As of the 2020 census, Coon Rapids had a population of 63,599. The median age was 38.6 years. 23.0% of residents were under the age of 18 and 16.2% of residents were 65 years of age or older. For every 100 females there were 94.3 males, and for every 100 females age 18 and over there were 91.6 males age 18 and over.

100.0% of residents lived in urban areas, while 0.0% lived in rural areas.

There were 24,518 households in Coon Rapids, of which 30.4% had children under the age of 18 living in them. Of all households, 47.4% were married-couple households, 16.2% were households with a male householder and no spouse or partner present, and 27.9% were households with a female householder and no spouse or partner present. About 25.6% of all households were made up of individuals and 11.1% had someone living alone who was 65 years of age or older.

There were 25,144 housing units, of which 2.5% were vacant. The homeowner vacancy rate was 0.6% and the rental vacancy rate was 3.8%.

Racial composition as of the 2020 census
| Race | Number | Percent |
|---|---|---|
| White | 46,847 | 73.7% |
| Black or African American | 6,597 | 10.4% |
| American Indian and Alaska Native | 461 | 0.7% |
| Asian | 3,888 | 6.1% |
| Native Hawaiian and Other Pacific Islander | 21 | 0.0% |
| Some other race | 1,374 | 2.2% |
| Two or more races | 4,411 | 6.9% |
| Hispanic or Latino (of any race) | 2,994 | 4.7% |

===2010 census===
As of the census of 2010, there were 61,476 people, 23,532 households, and 16,323 families living in the city. The population density was 2719.0 PD/sqmi. There were 24,462 housing units at an average density of 1081.9 /sqmi. The racial makeup of the city was 86.0% White, 5.5% African American, 0.7% Native American, 3.5% Asian, 1.2% from other races, and 3.1% from two or more races. Hispanic or Latino of any race were 3.2% of the population.

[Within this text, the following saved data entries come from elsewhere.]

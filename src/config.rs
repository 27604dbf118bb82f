use serde::Deserialize;

/// Deployment mode. Controls error verbosity, cookie flags, CORS and the
/// mail transport.
#[derive(Debug, Clone, Copy, PartialEq, Eq, Deserialize)]
#[serde(rename_all = "lowercase")]
pub enum EnvMode {
    Development,
    Production,
}

impl EnvMode {
    pub fn parse(raw: &str) -> Self {
        if raw.eq_ignore_ascii_case("production") {
            EnvMode::Production
        } else {
            EnvMode::Development
        }
    }

    pub fn is_production(self) -> bool {
        self == EnvMode::Production
    }
}

#[derive(Debug, Clone, Deserialize)]
pub struct JwtConfig {
    pub secret: String,
    pub issuer: String,
    pub audience: String,
    pub ttl_seconds: i64,
    pub cookie_ttl_seconds: i64,
}

#[derive(Debug, Clone, Deserialize)]
pub struct MailConfig {
    pub site_title: String,
    pub email_from: String,
    pub master_email: String,
    pub sendgrid_api_key: Option<String>,
}

#[derive(Debug, Clone, Deserialize)]
pub struct AppConfig {
    pub env: EnvMode,
    pub database_url: String,
    pub jwt: JwtConfig,
    pub mail: MailConfig,
    pub client_site: String,
    pub cors_origins: Vec<String>,
    pub upload_dir: String,
    pub reset_ttl_minutes: i64,
}

fn env_i64(key: &str, default: i64) -> i64 {
    std::env::var(key)
        .ok()
        .and_then(|v| v.parse::<i64>().ok())
        .unwrap_or(default)
}

impl AppConfig {
    pub fn from_env() -> anyhow::Result<Self> {
        let env = EnvMode::parse(&std::env::var("APP_ENV").unwrap_or_default());
        let database_url = std::env::var("DATABASE_URL")?;
        let jwt = JwtConfig {
            secret: std::env::var("JWT_SECRET")?,
            issuer: std::env::var("JWT_ISSUER").unwrap_or_else(|_| "atelier".into()),
            audience: std::env::var("JWT_AUDIENCE").unwrap_or_else(|_| "atelier-users".into()),
            // 60 days
            ttl_seconds: env_i64("JWT_TTL_SECONDS", 60 * 60 * 24 * 60),
            cookie_ttl_seconds: env_i64("JWT_COOKIE_TTL_SECONDS", 60 * 60 * 24 * 60),
        };
        let mail = MailConfig {
            site_title: std::env::var("SITE_TITLE").unwrap_or_else(|_| "Atelier".into()),
            email_from: std::env::var("EMAIL_FROM")
                .unwrap_or_else(|_| "noreply@atelier.local".into()),
            master_email: std::env::var("MASTER_EMAIL")
                .unwrap_or_else(|_| "owner@atelier.local".into()),
            sendgrid_api_key: std::env::var("SENDGRID_API_KEY").ok(),
        };
        let client_site =
            std::env::var("CLIENT_SITE").unwrap_or_else(|_| "http://localhost:3000".into());
        let cors_origins = std::env::var("CORS_ORIGINS")
            .map(|v| {
                v.split(',')
                    .map(|s| s.trim().to_string())
                    .filter(|s| !s.is_empty())
                    .collect()
            })
            .unwrap_or_default();
        let upload_dir = std::env::var("UPLOAD_DIR").unwrap_or_else(|_| "./public/img".into());
        let reset_ttl_minutes = env_i64("RESET_TTL_MINUTES", 10);

        Ok(Self {
            env,
            database_url,
            jwt,
            mail,
            client_site,
            cors_origins,
            upload_dir,
            reset_ttl_minutes,
        })
    }
}
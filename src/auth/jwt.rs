use std::time::Duration;

use axum::extract::FromRef;
use jsonwebtoken::{decode, encode, DecodingKey, EncodingKey, Header, Validation};
use serde::{Deserialize, Serialize};
use time::{Duration as TimeDuration, OffsetDateTime};
use tracing::debug;
use uuid::Uuid;

use crate::{config::JwtConfig, state::AppState};

/// Identity-token payload.
#[derive(Debug, Clone, Serialize, Deserialize)]
pub struct Claims {
    pub sub: Uuid,   // user ID
    pub iat: usize,  // issued at (unix timestamp)
    pub exp: usize,  // expires at (unix timestamp)
    pub iss: String, // issuer
    pub aud: String, // audience
}

/// Holds the signing and verification keys with config data. Built once per
/// use from the immutable app config.
#[derive(Clone)]
pub struct JwtKeys {
    pub encoding: EncodingKey,
    pub decoding: DecodingKey,
    pub issuer: String,
    pub audience: String,
    pub ttl: Duration,
}

impl FromRef<AppState> for JwtKeys {
    fn from_ref(state: &AppState) -> Self {
        let JwtConfig {
            secret,
            issuer,
            audience,
            ttl_seconds,
            ..
        } = state.config.jwt.clone();
        Self {
            encoding: EncodingKey::from_secret(secret.as_bytes()),
            decoding: DecodingKey::from_secret(secret.as_bytes()),
            issuer,
            audience,
            ttl: Duration::from_secs(ttl_seconds.max(0) as u64),
        }
    }
}

impl JwtKeys {
    pub fn sign(&self, user_id: Uuid) -> anyhow::Result<String> {
        let now = OffsetDateTime::now_utc();
        let exp = now + TimeDuration::seconds(self.ttl.as_secs() as i64);
        let claims = Claims {
            sub: user_id,
            iat: now.unix_timestamp() as usize,
            exp: exp.unix_timestamp() as usize,
            iss: self.issuer.clone(),
            aud: self.audience.clone(),
        };
        let token = encode(&Header::default(), &claims, &self.encoding)?;
        debug!(user_id = %user_id, "jwt signed");
        Ok(token)
    }

    /// The concrete error kind matters to callers: `ExpiredSignature` and
    /// signature/format failures are reported differently.
    pub fn verify(&self, token: &str) -> Result<Claims, jsonwebtoken::errors::Error> {
        let mut validation = Validation::default();
        validation.set_audience(std::slice::from_ref(&self.audience));
        validation.set_issuer(std::slice::from_ref(&self.issuer));
        let data = decode::<Claims>(token, &self.decoding, &validation)?;
        debug!(user_id = %data.claims.sub, "jwt verified");
        Ok(data.claims)
    }
}

#[cfg(test)]
mod jwt_tests {
    use super::*;
    use crate::state::AppState;
    use jsonwebtoken::errors::ErrorKind;

    fn make_keys() -> JwtKeys {
        let state = AppState::fake();
        JwtKeys::from_ref(&state)
    }

    #[tokio::test]
    async fn sign_and_verify_roundtrip() {
        let keys = make_keys();
        let user_id = Uuid::new_v4();
        let before = OffsetDateTime::now_utc().unix_timestamp() as usize;
        let token = keys.sign(user_id).expect("sign");
        let claims = keys.verify(&token).expect("verify");
        assert_eq!(claims.sub, user_id);
        assert!(claims.iat >= before);
        assert!(claims.iat <= OffsetDateTime::now_utc().unix_timestamp() as usize);
        assert!(claims.exp > claims.iat);
    }

    #[tokio::test]
    async fn verify_rejects_tampered_signature() {
        let keys = make_keys();
        let other = JwtKeys {
            encoding: EncodingKey::from_secret(b"some-other-secret"),
            ..keys.clone()
        };
        let token = other.sign(Uuid::new_v4()).expect("sign");
        let err = keys.verify(&token).unwrap_err();
        assert!(matches!(err.kind(), ErrorKind::InvalidSignature));
    }

    #[tokio::test]
    async fn verify_rejects_garbage() {
        let keys = make_keys();
        assert!(keys.verify("not-even-a-jwt").is_err());
    }

    #[tokio::test]
    async fn verify_reports_expiry_as_its_own_kind() {
        let keys = make_keys();
        // jsonwebtoken allows 60s leeway, so push exp well into the past
        let now = OffsetDateTime::now_utc().unix_timestamp();
        let claims = Claims {
            sub: Uuid::new_v4(),
            iat: (now - 600) as usize,
            exp: (now - 300) as usize,
            iss: keys.issuer.clone(),
            aud: keys.audience.clone(),
        };
        let token = encode(&Header::default(), &claims, &keys.encoding).expect("encode");
        let err = keys.verify(&token).unwrap_err();
        assert!(matches!(err.kind(), ErrorKind::ExpiredSignature));
    }
}
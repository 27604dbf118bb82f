use serde::{Deserialize, Serialize};
use uuid::Uuid;

use crate::images::repo::Image;

#[derive(Debug, Deserialize)]
pub struct DeleteImageRequest {
    pub id: Uuid,
    pub filename: String,
}

#[derive(Debug, Serialize)]
pub struct ImageListResponse {
    pub status: &'static str,
    pub images: Vec<Image>,
}

#[derive(Debug, Serialize)]
pub struct ImageUploadResponse {
    pub status: &'static str,
    pub img: Image,
}
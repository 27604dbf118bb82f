use serde::{Deserialize, Serialize};
use time::OffsetDateTime;

use crate::users::repo_types::User;

/// Request body for profile updates. Only name and email are accepted; the
/// password fields exist so their presence can be rejected with a pointer to
/// the dedicated route.
#[derive(Debug, Deserialize)]
#[serde(rename_all = "camelCase")]
pub struct UpdateMeRequest {
    pub name: Option<String>,
    pub email: Option<String>,
    pub password: Option<String>,
    pub password_confirm: Option<String>,
}

#[derive(Debug, Deserialize)]
pub struct ListQuery {
    pub sort: Option<String>,
}

#[derive(Debug, Serialize)]
pub struct UserResponse {
    pub status: &'static str,
    pub user: User,
}

#[derive(Debug, Serialize)]
#[serde(rename_all = "camelCase")]
pub struct UserDetailResponse {
    pub status: &'static str,
    #[serde(with = "time::serde::rfc3339")]
    pub requested_at: OffsetDateTime,
    pub user: User,
}

#[derive(Debug, Serialize)]
pub struct UserListResponse {
    pub status: &'static str,
    pub users: Vec<User>,
}
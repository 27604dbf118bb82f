use std::path::{Path, PathBuf};

use anyhow::Context;
use async_trait::async_trait;
use bytes::Bytes;
use tracing::debug;

/// Where uploaded images live. Kept behind a trait so tests and future
/// object-store backends can swap the implementation.
#[async_trait]
pub trait ImageStore: Send + Sync {
    async fn put(&self, filename: &str, body: Bytes) -> anyhow::Result<()>;
    async fn delete(&self, filename: &str) -> anyhow::Result<()>;
}

/// Local-disk implementation: one flat directory of uploaded files.
pub struct DiskStore {
    root: PathBuf,
}

impl DiskStore {
    pub async fn new(root: impl Into<PathBuf>) -> anyhow::Result<Self> {
        let root = root.into();
        tokio::fs::create_dir_all(&root)
            .await
            .with_context(|| format!("create upload dir {}", root.display()))?;
        Ok(Self { root })
    }

    // Filenames are generated server-side, but delete takes a client-supplied
    // name, so anything that could escape the root is refused.
    fn resolve(&self, filename: &str) -> anyhow::Result<PathBuf> {
        let name = Path::new(filename);
        let is_plain = name.components().count() == 1 && !filename.contains("..");
        anyhow::ensure!(is_plain, "invalid filename {filename:?}");
        Ok(self.root.join(filename))
    }
}

#[async_trait]
impl ImageStore for DiskStore {
    async fn put(&self, filename: &str, body: Bytes) -> anyhow::Result<()> {
        let path = self.resolve(filename)?;
        tokio::fs::write(&path, &body)
            .await
            .with_context(|| format!("write {}", path.display()))?;
        debug!(file = %path.display(), bytes = body.len(), "image stored");
        Ok(())
    }

    async fn delete(&self, filename: &str) -> anyhow::Result<()> {
        let path = self.resolve(filename)?;
        tokio::fs::remove_file(&path)
            .await
            .with_context(|| format!("remove {}", path.display()))?;
        debug!(file = %path.display(), "image removed");
        Ok(())
    }
}
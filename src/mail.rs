use anyhow::Context;
use async_trait::async_trait;
use serde_json::json;
use tracing::{debug, info};

/// A fully rendered message, ready for any transport.
#[derive(Debug, Clone)]
pub struct OutgoingEmail {
    pub to: String,
    pub subject: String,
    pub html: String,
    pub text: String,
}

/// Mail transport seam. Sends are awaited but fire-and-forget in effect: no
/// retries, failures surface to the caller immediately.
#[async_trait]
pub trait Mailer: Send + Sync {
    async fn send(&self, mail: OutgoingEmail) -> anyhow::Result<()>;
}

/// Production transport: SendGrid v3 over HTTPS.
pub struct SendgridMailer {
    client: reqwest::Client,
    api_key: String,
    from_email: String,
    from_name: String,
}

impl SendgridMailer {
    pub fn new(api_key: String, from_email: String, from_name: String) -> Self {
        Self {
            client: reqwest::Client::new(),
            api_key,
            from_email,
            from_name,
        }
    }
}

#[async_trait]
impl Mailer for SendgridMailer {
    async fn send(&self, mail: OutgoingEmail) -> anyhow::Result<()> {
        let payload = json!({
            "personalizations": [{ "to": [{ "email": mail.to }] }],
            "from": { "email": self.from_email, "name": self.from_name },
            "subject": mail.subject,
            "content": [
                { "type": "text/plain", "value": mail.text },
                { "type": "text/html", "value": mail.html },
            ],
        });
        self.client
            .post("https://api.sendgrid.com/v3/mail/send")
            .bearer_auth(&self.api_key)
            .json(&payload)
            .send()
            .await
            .context("sendgrid request")?
            .error_for_status()
            .context("sendgrid response")?;
        debug!(subject = %mail.subject, "mail sent");
        Ok(())
    }
}

/// Development transport: renders end-to-end but only logs.
pub struct LogMailer;

#[async_trait]
impl Mailer for LogMailer {
    async fn send(&self, mail: OutgoingEmail) -> anyhow::Result<()> {
        info!(to = %mail.to, subject = %mail.subject, body = %mail.text, "mail (dev transport)");
        Ok(())
    }
}

// --- templates ---

pub fn welcome(name: &str, to: &str, url: &str, site_title: &str) -> OutgoingEmail {
    let subject = format!("Welcome to {site_title}");
    let html = format!(
        "<h1>Welcome to {site_title}, {name}!</h1>\
         <p>We're glad to have you. Your profile lives at <a href=\"{url}\">{url}</a>.</p>"
    );
    let text = format!(
        "Welcome to {site_title}, {name}!\nWe're glad to have you. Your profile: {url}"
    );
    OutgoingEmail {
        to: to.into(),
        subject,
        html,
        text,
    }
}

pub fn password_reset(name: &str, to: &str, url: &str, site_title: &str) -> OutgoingEmail {
    let subject = "Your password reset token (expires in 10 minutes)".to_string();
    let html = format!(
        "<h1>Hi {name},</h1>\
         <p>Forgot your {site_title} password? Follow <a href=\"{url}\">this link</a> to set a new one.</p>\
         <p>If you didn't request this, you can ignore this email.</p>"
    );
    let text = format!(
        "Hi {name},\nForgot your {site_title} password? Set a new one here: {url}\n\
         If you didn't request this, you can ignore this email."
    );
    OutgoingEmail {
        to: to.into(),
        subject,
        html,
        text,
    }
}

/// Contact-form relay sent to the site owner.
pub fn contact_notification(
    name: &str,
    email: &str,
    desc: &str,
    phone: &str,
    site_title: &str,
    master_email: &str,
) -> OutgoingEmail {
    let subject = format!("New email from your {site_title} website");
    let html = format!(
        "<h1>New contact request</h1>\
         <ul><li>Name: {name}</li><li>Email: {email}</li><li>Phone: {phone}</li></ul>\
         <p>{desc}</p>"
    );
    let text = format!("New contact request\nName: {name}\nEmail: {email}\nPhone: {phone}\n\n{desc}");
    OutgoingEmail {
        to: master_email.into(),
        subject,
        html,
        text,
    }
}

/// Copy of a contact-form submission sent back to its author.
pub fn contact_copy(
    name: &str,
    email: &str,
    desc: &str,
    phone: &str,
    site_title: &str,
) -> OutgoingEmail {
    let subject = format!("Your email to {site_title}");
    let html = format!(
        "<h1>Hi {name},</h1>\
         <p>This is a copy of your message to {site_title}:</p>\
         <p>{desc}</p><p>We'll reach you at {email} or {phone}.</p>"
    );
    let text = format!(
        "Hi {name},\nThis is a copy of your message to {site_title}:\n\n{desc}\n\n\
         We'll reach you at {email} or {phone}."
    );
    OutgoingEmail {
        to: email.into(),
        subject,
        html,
        text,
    }
}

#[cfg(test)]
mod template_tests {
    use super::*;

    #[test]
    fn welcome_addresses_the_new_user() {
        let mail = welcome("Ada", "ada@example.com", "https://site.test/myProfile", "Atelier");
        assert_eq!(mail.to, "ada@example.com");
        assert_eq!(mail.subject, "Welcome to Atelier");
        assert!(mail.html.contains("https://site.test/myProfile"));
        assert!(mail.text.contains("Ada"));
    }

    #[test]
    fn password_reset_embeds_the_plain_token_link() {
        let url = "https://site.test/reset-password/deadbeef";
        let mail = password_reset("Ada", "ada@example.com", url, "Atelier");
        assert!(mail.subject.contains("expires in 10 minutes"));
        assert!(mail.html.contains(url));
        assert!(mail.text.contains(url));
    }

    #[test]
    fn contact_notification_goes_to_the_master_address() {
        let mail = contact_notification(
            "Bob",
            "bob@example.com",
            "I'd like a quote",
            "555-0100",
            "Atelier",
            "owner@atelier.local",
        );
        assert_eq!(mail.to, "owner@atelier.local");
        assert!(mail.text.contains("bob@example.com"));
        assert!(mail.text.contains("I'd like a quote"));
    }

    #[test]
    fn contact_copy_goes_back_to_the_sender() {
        let mail = contact_copy("Bob", "bob@example.com", "I'd like a quote", "555-0100", "Atelier");
        assert_eq!(mail.to, "bob@example.com");
        assert_eq!(mail.subject, "Your email to Atelier");
    }
}
use axum::{
    extract::{FromRef, Path, State},
    http::StatusCode,
    routing::{patch, post},
    Json, Router,
};
use axum_extra::extract::cookie::{Cookie, CookieJar};
use lazy_static::lazy_static;
use regex::Regex;
use serde_json::json;
use time::Duration as TimeDuration;
use tracing::{error, info, instrument, warn};

use crate::{
    auth::{
        dto::{
            AuthResponse, ForgotPasswordRequest, LoginRequest, MessageResponse, PublicUser,
            ResetPasswordRequest, SignupRequest, UpdatePasswordRequest,
        },
        extractors::{CurrentUser, SESSION_COOKIE},
        jwt::JwtKeys,
        password::{hash_password, verify_password},
        reset,
    },
    error::ApiError,
    mail,
    state::AppState,
    users::repo_types::User,
};

pub fn routes() -> Router<AppState> {
    Router::new()
        .route("/signup", post(signup))
        .route("/login", post(login))
        .route("/logout", post(logout))
        .route("/forgotPassword", post(forgot_password))
        .route("/resetPassword/:token", patch(reset_password))
        .route("/updatePassword", patch(update_password))
}

pub(crate) fn is_valid_email(email: &str) -> bool {
    lazy_static! {
        static ref EMAIL_RE: Regex = Regex::new(r"^[^@\s]+@[^@\s]+\.[^@\s]+$").unwrap();
    }
    EMAIL_RE.is_match(email)
}

pub(crate) fn validate_new_password(password: &str, confirm: &str) -> Result<(), ApiError> {
    if password.len() < 8 {
        return Err(ApiError::bad_request(
            "Password must be at least 8 characters",
        ));
    }
    if password != confirm {
        return Err(ApiError::bad_request("Passwords do not match"));
    }
    Ok(())
}

/// Issue a token, set the session cookie and build the success payload.
/// Mirrors every place a credential change logs the user straight in.
fn create_and_send_token(
    state: &AppState,
    jar: CookieJar,
    user: &User,
    status: StatusCode,
) -> Result<(StatusCode, CookieJar, Json<AuthResponse>), ApiError> {
    let keys = JwtKeys::from_ref(state);
    let token = keys.sign(user.id).map_err(ApiError::from)?;

    let cookie = Cookie::build((SESSION_COOKIE, token.clone()))
        .path("/")
        .http_only(true)
        .max_age(TimeDuration::seconds(state.config.jwt.cookie_ttl_seconds))
        .secure(state.config.env.is_production())
        .build();

    Ok((
        status,
        jar.add(cookie),
        Json(AuthResponse {
            status: "success",
            token,
            user: PublicUser::from(user),
        }),
    ))
}

#[instrument(skip(state, jar, payload))]
pub async fn signup(
    State(state): State<AppState>,
    jar: CookieJar,
    Json(mut payload): Json<SignupRequest>,
) -> Result<(StatusCode, CookieJar, Json<AuthResponse>), ApiError> {
    payload.email = payload.email.trim().to_lowercase();
    let name = payload.name.trim();

    if name.is_empty() {
        return Err(ApiError::bad_request("Name is required"));
    }
    if !is_valid_email(&payload.email) {
        warn!(email = %payload.email, "invalid signup email");
        return Err(ApiError::bad_request("Invalid email"));
    }
    validate_new_password(&payload.password, &payload.password_confirm)?;

    let hash = hash_password(&payload.password)?;
    // a duplicate email surfaces as a unique violation and is remapped at the
    // error boundary
    let user = User::create(&state.db, name, &payload.email, &hash).await?;

    let url = format!("{}/myProfile", state.config.client_site);
    let mail = mail::welcome(&user.name, &user.email, &url, &state.config.mail.site_title);
    state.mailer.send(mail).await?;

    info!(user_id = %user.id, email = %user.email, "user signed up");
    create_and_send_token(&state, jar, &user, StatusCode::CREATED)
}

#[instrument(skip(state, jar, payload))]
pub async fn login(
    State(state): State<AppState>,
    jar: CookieJar,
    Json(payload): Json<LoginRequest>,
) -> Result<(StatusCode, CookieJar, Json<AuthResponse>), ApiError> {
    let email = payload.email.unwrap_or_default().trim().to_lowercase();
    let password = payload.password.unwrap_or_default();
    if email.is_empty() || password.is_empty() {
        return Err(ApiError::bad_request("Email and password required"));
    }

    let user = User::find_by_email(&state.db, &email).await?;
    let authenticated = match &user {
        Some(user) => verify_password(&password, &user.password_hash)?,
        None => false,
    };
    let Some(user) = user.filter(|_| authenticated) else {
        warn!(email = %email, "login rejected");
        return Err(ApiError::unauthorized("Incorrect email or password"));
    };

    info!(user_id = %user.id, email = %user.email, "user logged in");
    create_and_send_token(&state, jar, &user, StatusCode::OK)
}

#[instrument(skip(jar))]
pub async fn logout(jar: CookieJar) -> (CookieJar, Json<serde_json::Value>) {
    // overwrite the session cookie with a short-lived throwaway value
    let cookie = Cookie::build((SESSION_COOKIE, "logged_out"))
        .path("/")
        .http_only(true)
        .max_age(TimeDuration::seconds(10))
        .build();
    (jar.add(cookie), Json(json!({ "status": "success" })))
}

#[instrument(skip(state, payload))]
pub async fn forgot_password(
    State(state): State<AppState>,
    Json(payload): Json<ForgotPasswordRequest>,
) -> Result<Json<MessageResponse>, ApiError> {
    let email = payload.email.trim().to_lowercase();
    let user = User::find_by_email(&state.db, &email)
        .await?
        .ok_or_else(|| ApiError::not_found("No user found with that email"))?;

    let token = reset::issue();
    User::set_reset_token(&state.db, user.id, &token.hashed, state.config.reset_ttl_minutes)
        .await?;

    let reset_url = format!("{}/reset-password/{}", state.config.client_site, token.plain);
    let mail = mail::password_reset(
        &user.name,
        &user.email,
        &reset_url,
        &state.config.mail.site_title,
    );
    if let Err(e) = state.mailer.send(mail).await {
        error!(error = %e, user_id = %user.id, "reset mail failed");
        // the emailed link never went out, so the token must not stay live
        User::clear_reset_token(&state.db, user.id).await?;
        return Err(ApiError::internal(
            "There was an error sending the email. Try again later",
        ));
    }

    info!(user_id = %user.id, "password reset token sent");
    Ok(Json(MessageResponse {
        status: "success",
        message: "Password reset token sent to email".into(),
    }))
}

// the plain token must stay out of the span fields
#[instrument(skip(state, jar, token, payload))]
pub async fn reset_password(
    State(state): State<AppState>,
    jar: CookieJar,
    Path(token): Path<String>,
    Json(payload): Json<ResetPasswordRequest>,
) -> Result<(StatusCode, CookieJar, Json<AuthResponse>), ApiError> {
    // the link carries the plain value; only its hash was persisted
    let hashed = reset::hash_token(&token);
    let user = User::find_by_reset_token(&state.db, &hashed)
        .await?
        .ok_or_else(|| ApiError::bad_request("token is invalid or expired"))?;

    validate_new_password(&payload.password, &payload.password_confirm)?;
    let hash = hash_password(&payload.password)?;
    let user = User::update_password(&state.db, user.id, &hash).await?;

    info!(user_id = %user.id, "password reset");
    create_and_send_token(&state, jar, &user, StatusCode::OK)
}

#[instrument(skip(state, jar, current, payload))]
pub async fn update_password(
    State(state): State<AppState>,
    jar: CookieJar,
    current: CurrentUser,
    Json(payload): Json<UpdatePasswordRequest>,
) -> Result<(StatusCode, CookieJar, Json<AuthResponse>), ApiError> {
    let CurrentUser(user) = current;

    if !verify_password(&payload.current_password, &user.password_hash)? {
        warn!(user_id = %user.id, "wrong current password");
        return Err(ApiError::unauthorized(
            "Incorrect password provided. Please try again",
        ));
    }

    validate_new_password(&payload.password, &payload.password_confirm)?;
    let hash = hash_password(&payload.password)?;
    let user = User::update_password(&state.db, user.id, &hash).await?;

    info!(user_id = %user.id, "password updated");
    create_and_send_token(&state, jar, &user, StatusCode::OK)
}

#[cfg(test)]
mod validation_tests {
    use super::*;

    #[test]
    fn email_regex_accepts_plain_addresses() {
        assert!(is_valid_email("ada@example.com"));
        assert!(is_valid_email("a.b+c@sub.domain.org"));
    }

    #[test]
    fn email_regex_rejects_malformed_addresses() {
        assert!(!is_valid_email("not-an-email"));
        assert!(!is_valid_email("missing@tld"));
        assert!(!is_valid_email("spaces in@example.com"));
        assert!(!is_valid_email(""));
    }

    #[test]
    fn short_password_is_rejected() {
        let err = validate_new_password("short", "short").unwrap_err();
        assert_eq!(err.to_string(), "Password must be at least 8 characters");
    }

    #[test]
    fn mismatched_confirmation_is_rejected() {
        let err = validate_new_password("long-enough", "different").unwrap_err();
        assert_eq!(err.to_string(), "Passwords do not match");
    }

    #[test]
    fn matching_pair_passes() {
        assert!(validate_new_password("long-enough", "long-enough").is_ok());
    }
}
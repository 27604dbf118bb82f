use serde::{Deserialize, Serialize};
use sqlx::{FromRow, PgPool};
use time::OffsetDateTime;
use uuid::Uuid;

/// Uploaded-image record; the file itself lives in the image store.
#[derive(Debug, Clone, Serialize, Deserialize, FromRow)]
pub struct Image {
    pub id: Uuid,
    pub name: String,
    pub created_at: OffsetDateTime,
}

impl Image {
    pub async fn list(db: &PgPool) -> Result<Vec<Image>, sqlx::Error> {
        sqlx::query_as::<_, Image>(
            r#"
            SELECT id, name, created_at
            FROM images
            ORDER BY created_at DESC
            "#,
        )
        .fetch_all(db)
        .await
    }

    pub async fn create(db: &PgPool, name: &str) -> Result<Image, sqlx::Error> {
        sqlx::query_as::<_, Image>(
            r#"
            INSERT INTO images (name)
            VALUES ($1)
            RETURNING id, name, created_at
            "#,
        )
        .bind(name)
        .fetch_one(db)
        .await
    }

    pub async fn delete(db: &PgPool, id: Uuid) -> Result<(), sqlx::Error> {
        sqlx::query("DELETE FROM images WHERE id = $1")
            .bind(id)
            .execute(db)
            .await?;
        Ok(())
    }
}
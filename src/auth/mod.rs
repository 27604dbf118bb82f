use axum::Router;

use crate::state::AppState;

pub mod dto;
pub(crate) mod extractors;
pub mod handlers;
pub mod jwt;
pub mod password;
pub mod reset;

pub fn router() -> Router<AppState> {
    handlers::routes()
}
use serde::{Deserialize, Serialize};

/// Contact-form submission. All fields optional at the wire level so missing
/// ones produce the dedicated message instead of a deserialization failure.
#[derive(Debug, Deserialize)]
#[serde(rename_all = "camelCase")]
pub struct ContactForm {
    pub name: Option<String>,
    pub email: Option<String>,
    pub desc: Option<String>,
    pub phone: Option<String>,
    #[serde(default)]
    pub send_copy: bool,
}

/// The four required fields, once validated.
pub struct ContactFields<'a> {
    pub name: &'a str,
    pub email: &'a str,
    pub desc: &'a str,
    pub phone: &'a str,
}

impl ContactForm {
    pub fn required_fields(&self) -> Option<ContactFields<'_>> {
        fn filled(field: &Option<String>) -> Option<&str> {
            field.as_deref().map(str::trim).filter(|s| !s.is_empty())
        }
        Some(ContactFields {
            name: filled(&self.name)?,
            email: filled(&self.email)?,
            desc: filled(&self.desc)?,
            phone: filled(&self.phone)?,
        })
    }
}

#[derive(Debug, Serialize)]
pub struct ContactResponse {
    pub status: &'static str,
    pub message: String,
}

#[cfg(test)]
mod form_tests {
    use super::*;

    fn form(name: &str, email: &str, desc: &str, phone: &str) -> ContactForm {
        let opt = |s: &str| (!s.is_empty()).then(|| s.to_string());
        ContactForm {
            name: opt(name),
            email: opt(email),
            desc: opt(desc),
            phone: opt(phone),
            send_copy: false,
        }
    }

    #[test]
    fn complete_form_yields_all_fields() {
        let form = form("Bob", "bob@example.com", "hello", "555-0100");
        let fields = form.required_fields().expect("all present");
        assert_eq!(fields.name, "Bob");
        assert_eq!(fields.phone, "555-0100");
    }

    #[test]
    fn missing_or_blank_fields_fail_validation() {
        assert!(form("", "bob@example.com", "hello", "555-0100")
            .required_fields()
            .is_none());
        assert!(form("Bob", "bob@example.com", "   ", "555-0100")
            .required_fields()
            .is_none());
        assert!(form("Bob", "bob@example.com", "hello", "")
            .required_fields()
            .is_none());
    }
}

There were 23,532 households, of which 34.3% had children under the age of 18 living with them, 51.4% were married couples living together, 13.0% had a female householder with no husband present, 4.9% had a male householder with no wife present, and 30.6% were non-families. 23.8% of all households were made up of individuals, and 7.8% had someone living alone who was 65 years of age or older. The average household size was 2.60 and the average family size was 3.08.

The median age in the city was 36.9 years. 24.5% of residents were under the age of 18; 8.9% were between the ages of 18 and 24; 27.5% were from 25 to 44; 27.8% were from 45 to 64; and 11.3% were 65 years of age or older. The gender makeup of the city was 48.4% male and 51.6% female.

===2000 census===
As of the census of 2000, there were 61,627 people, 22,578 households, and 16,572 families living in the city. The population density was 2,718.1 PD/sqmi. There were 22,828 housing units at an average density of 1,007.2 /sqmi. The racial makeup of the city was 93.22% White, 2.18% African American, 0.67% Native American, 1.60% Asian, 0.01% Pacific Islander, 0.59% from other races, and 1.73% from two or more races. Hispanic or Latino of any race were 1.51% of the population.

There were 22,578 households, out of which 39.1% had children under the age of 18 living with them, 57.3% were married couples living together, 12.2% had a female householder with no husband present, and 26.6% were non-families. 20.1% of all households were made up of individuals, and 5.1% had someone living alone who was 65 years of age or older. The average household size was 2.71 and the average family size was 3.15.

In the city, the population was spread out, with 28.7% under the age of 18, 8.9% from 18 to 24, 33.3% from 25 to 44, 21.7% from 45 to 64, and 7.3% who were 65 years of age or older. The median age was 33 years. For every 100 females, there were 94.8 males. For every 100 females age 18 and over, there were 91.5 males.

The median income for a household in the city was $55,550, and the median income for a family was $62,260. Males had a median income of $41,195 versus $30,277 for females. The per capita income for the city was $22,915. About 3.6% of families and 4.8% of the population were below the poverty line, including 6.6% of those under age 18 and 6.1% of those age 65 or over.

==Notable people==
- Claire Butorac - forward for the Minnesota Frost of the Professional Women's Hockey League; former captain of Minnesota State Mavericks women's ice hockey; Walter Cup champion with Minnesota.